Sunday, September 18, 2005

Where's The Love?

During the process of pre-rounding and recording vitals for sixteen (yes, sixteen) of our team's patients yesterday morning (what, you have something better to do between 5 AM and 6:30 AM on a Saturday after having been up the whole night?), I found myself incredibly frustrated trying to decipher what the nurses had written in the chart over the course of the last 24 hours. 300 cc urine at 4AM, with the 3 crossed out, a 0 added in front, a 2.7 thrown in the middle, and a drop of espresso covering the remainder of the corrections. Unreadable abbreviations for things that make no sense, like BRP X F (I know the BRP is for "bathroom privileges", but that's about it) and JPDNC (not even going to try with that one). Of course, this is ignoring all of the times where there is absolutely nothing recorded for an entire shift (no BP, no pulse, no ins/outs...nada), leaving me with nothing to report when we round. This then leads to the chief checking the chart during rounds and often finding vitals recorded at "5:30AM", with a full set of vitals that has miraculously appeared during a time vortex somewhere between 5:30 and 7:00 AM that allowed the nurse to travel back through time, take the vitals, record them, and return just in time to watch me look like a total idiot in front of everyone.

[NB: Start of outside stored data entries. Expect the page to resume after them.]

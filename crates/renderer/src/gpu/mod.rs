//! wgpu side of the preview.
//!
//! - `context` owns instance/device/surface wiring and reconfigures the
//!   swapchain on resize or loss.
//! - `textures` uploads page images, the white placeholder, and the float
//!   displacement texture.
//! - `pipeline` compiles the GLSL pair and describes the bind group layouts.
//! - `uniforms` mirrors the shader's std140 uniform block.
//! - `backend` glues the pieces into a [`crate::FrameBackend`].

mod backend;
mod context;
mod pipeline;
mod textures;
mod uniforms;

pub use backend::GpuBackend;
pub use textures::GpuImage;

Add to this the frustration of being screamed at by scrub nurses for the cursed sin of taking up space, being given attitude for going so far as to ask a nurse how a patient was doing, and being accused by one nurse of being a prank caller when I asked about one patient's antibiotics over the local phone system from a floor below ("How do I really know you are a medical student and not some prank caller?" I mean, c'mon now, if that's what prank calling has actually come to these days, Haywood Jablomie and Mike Rotch must be rolling in their graves), and it's pretty clear that my introduction to the doctor-nurse divide has not been that smooth.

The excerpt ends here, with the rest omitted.